Note: If your program requires data to have a statically known shape (e.g.,
when using XLA), you should use `drop_remainder=True`. Without
`drop_remainder=True` the shape of the output dataset will have an unknown
leading dimension due to the possibility of a smaller final batch.
Args:
batch_size: A `tf.int64` scalar `tf.Tensor`, representing the number of
consecutive elements of this dataset to combine in a single batch.
drop_remainder: (Optional.) A `tf.bool` scalar `tf.Tensor`, representing
whether the last batch should be dropped in the case it has fewer than
`batch_size` elements; the default behavior is not to drop the smaller
batch.
num_parallel_calls: (Optional.) A `tf.int64` scalar `tf.Tensor`,
representing the number of batches to compute asynchronously in
parallel.
If not specified, batches will be computed sequentially. If the value
`tf.data.AUTOTUNE` is used, then the number of parallel
calls is set dynamically based on available resources.
deterministic: (Optional.) When `num_parallel_calls` is specified, if this
boolean is specified (`True` or `False`), it controls the order in which
the transformation produces elements.

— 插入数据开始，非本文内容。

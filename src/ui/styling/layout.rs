//! Layout constants and placement helpers
//!
//! Every widget box is built from the same three spacings: a border around
//! the body, a gutter between the body edge and its rows, and padding inside
//! a row. Their sum is the edge width used around titles.

use embedded_graphics::prelude::*;
use embedded_graphics::primitives::Rectangle;

// ============================================================================
// Spacing constants
// ============================================================================

/// Frame drawn around a widget body
pub const BORDER_WIDTH: u32 = 2;

/// Space between the body background and the rows inside it
pub const GUTTER_WIDTH: u32 = 2;

/// Space between a row highlight and its text
pub const PADDING_WIDTH: u32 = 2;

/// Space around the title and between title and detail columns
pub const EDGE_WIDTH: u32 = BORDER_WIDTH + GUTTER_WIDTH + PADDING_WIDTH;

// ============================================================================
// Placement
// ============================================================================

/// Box of `size` centred on `at`, shifted to lie inside `viewport`.
///
/// This is the rectangle a widget draws into and hit-tests against.
pub fn widget_rect(size: Size, at: Point, viewport: &Rectangle) -> Rectangle {
    let top_left = at - Point::new((size.width / 2) as i32, (size.height / 2) as i32);
    shift_into(Rectangle::new(top_left, size), viewport)
}

/// Shift (never clip) `rect` so that it lies inside `bound`.
///
/// Overflow past the right/bottom edge is corrected first, then the left/top
/// edge, so a rectangle larger than the bound keeps its top-left corner
/// inside it.
pub fn shift_into(rect: Rectangle, bound: &Rectangle) -> Rectangle {
    let mut top_left = rect.top_left;
    let width = rect.size.width as i32;
    let height = rect.size.height as i32;
    let bound_right = bound.top_left.x + bound.size.width as i32;
    let bound_bottom = bound.top_left.y + bound.size.height as i32;

    if top_left.x + width > bound_right {
        top_left.x = bound_right - width;
    }
    if top_left.y + height > bound_bottom {
        top_left.y = bound_bottom - height;
    }
    if top_left.x < bound.top_left.x {
        top_left.x = bound.top_left.x;
    }
    if top_left.y < bound.top_left.y {
        top_left.y = bound.top_left.y;
    }

    Rectangle::new(top_left, rect.size)
}

#[cfg(test)]
mod tests {
    use super::*;

    fn screen() -> Rectangle {
        Rectangle::new(Point::zero(), Size::new(320, 240))
    }

    #[test]
    fn test_edge_is_sum_of_spacings() {
        assert_eq!(EDGE_WIDTH, 6);
    }

    #[test]
    fn test_widget_rect_is_centred() {
        let r = widget_rect(Size::new(100, 50), Point::new(160, 120), &screen());
        assert_eq!(r, Rectangle::new(Point::new(110, 95), Size::new(100, 50)));
    }

    #[test]
    fn test_shift_moves_overflowing_rect_back_inside() {
        let r = shift_into(
            Rectangle::new(Point::new(300, 230), Size::new(40, 20)),
            &screen(),
        );
        assert_eq!(r.top_left, Point::new(280, 220));

        let r = shift_into(
            Rectangle::new(Point::new(-10, -5), Size::new(40, 20)),
            &screen(),
        );
        assert_eq!(r.top_left, Point::zero());
    }

    #[test]
    fn test_oversized_rect_keeps_top_left_inside() {
        let r = shift_into(
            Rectangle::new(Point::new(50, 50), Size::new(400, 300)),
            &screen(),
        );
        assert_eq!(r.top_left, Point::zero());
        assert_eq!(r.size, Size::new(400, 300));
    }
}
// ---------------------------------------------------------------------------
// Test helpers
// ---------------------------------------------------------------------------

#[cfg(test)]
pub(crate) mod testing {
    use super::*;
    use crate::config::FontChoice;
    use crate::ui::core::FrozenClock;

    /// Configuration with the small font so widgets fit a mock display.
    pub fn small_config() -> ToolkitConfig {
        ToolkitConfig {
            normal_font: FontChoice::Font6x10,
            large_font: FontChoice::Font6x10,
            ..ToolkitConfig::default()
        }
    }

    pub fn tree() -> WidgetTree {
        WidgetTree::new(&small_config(), FrozenClock)
    }

    /// The 64x64 area of a [`embedded_graphics::mock_display::MockDisplay`].
    pub fn viewport() -> Rectangle {
        Rectangle::new(Point::zero(), Size::new(64, 64))
    }

    pub fn centre() -> Point {
        Point::new(32, 32)
    }

    /// Number of widgets currently owning input.
    pub fn targets(tree: &WidgetTree) -> usize {
        tree.nodes
            .values()
            .filter(|node| node.base.focus == FocusState::Target)
            .count()
    }
}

If set to `False`, the
transformation is allowed to yield elements out of order to trade
determinism for performance. If not specified, the
`tf.data.Options.deterministic` option (`True` by default) controls the
behavior.
name: (Optional.) A name for the tf.data operation.
Returns:
Dataset: A `Dataset`.
"""
if num_parallel_calls is None or DEBUG_MODE:
if deterministic is not None and not DEBUG_MODE:
warnings.warn("The `deterministic` argument has no effect unless the "
"`num_parallel_calls` argument is specified.")
return BatchDataset(self, batch_size, drop_remainder, name=name)
else:
return ParallelBatchDataset(
self,
batch_size,
drop_remainder,
num_parallel_calls,
deterministic,
name=name)